Problem details – Of the entries below, return exactly those lines that fall between the one containing "engine can check." and the one containing "pub enum LiveSourceError", the two end lines included.

Collection entries:

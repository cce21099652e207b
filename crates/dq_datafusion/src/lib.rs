//! DataFusion integration for the Silver data quality engine.
//!
//! This crate provides the live dataset provider: a table registered in a
//! DataFusion [`SessionContext`](datafusion::prelude::SessionContext) is read
//! into record batches, and the batches are converted into a dataset the
//! validation engine can check.
//!
//! # Example
//!
//! ```no_run
//! use dq_core::{LiveSourceConfig, TableFormat};
//! use dq_datafusion::{LiveSource, session_for};
//! use dq_validator::{DatasetProvider, RuleSet, ValidationEngine};
//!
//! # async fn example() -> Result<(), Box<dyn std::error::Error>> {
//! let config = LiveSourceConfig {
//!     table: "weather_silver.daily".to_string(),
//!     path: "data/daily.csv".to_string(),
//!     format: TableFormat::Csv,
//! };
//!
//! let ctx = session_for(&config).await?;
//! let source = LiveSource::new(ctx, &config.table);
//!
//! let today = chrono::NaiveDate::from_ymd_opt(2025, 7, 16).unwrap();
//! let report = ValidationEngine::new()
//!     .run_provider(&source, &RuleSet::default_rules(), today)
//!     .await?;
//! println!("{}", report.to_json()?);
//! # Ok(())
//! # }
//! ```

use thiserror::Error;

mod converter;
mod source;

pub use converter::{array_to_values, arrow_type_to_column_type, batches_to_dataset, schema_to_columns};
pub use source::{LiveSource, register_table, session_for};

/// Errors raised while preparing a DataFusion session.
#[derive(Error, Debug)]
pub enum LiveSourceError {
    /// The table names a catalog the session does not know
    #[error("Unknown catalog: {0}")]
    UnknownCatalog(String),

    /// Registering the table or its schema failed
    #[error("DataFusion error: {0}")]
    DataFusion(#[from] datafusion::error::DataFusionError),
}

Answer for the task –
//! validation engine can check.
//!
//! # Example
//!
//! ```no_run
//! use dq_core::{LiveSourceConfig, TableFormat};
//! use dq_datafusion::{LiveSource, session_for};
//! use dq_validator::{DatasetProvider, RuleSet, ValidationEngine};
//!
//! # async fn example() -> Result<(), Box<dyn std::error::Error>> {
//! let config = LiveSourceConfig {
//!     table: "weather_silver.daily".to_string(),
//!     path: "data/daily.csv".to_string(),
//!     format: TableFormat::Csv,
//! };
//!
//! let ctx = session_for(&config).await?;
//! let source = LiveSource::new(ctx, &config.table);
//!
//! let today = chrono::NaiveDate::from_ymd_opt(2025, 7, 16).unwrap();
//! let report = ValidationEngine::new()
//!     .run_provider(&source, &RuleSet::default_rules(), today)
//!     .await?;
//! println!("{}", report.to_json()?);
//! # Ok(())
//! # }
//! ```

use thiserror::Error;

mod converter;
mod source;

pub use converter::{array_to_values, arrow_type_to_column_type, batches_to_dataset, schema_to_columns};
pub use source::{LiveSource, register_table, session_for};

/// Errors raised while preparing a DataFusion session.
#[derive(Error, Debug)]
pub enum LiveSourceError {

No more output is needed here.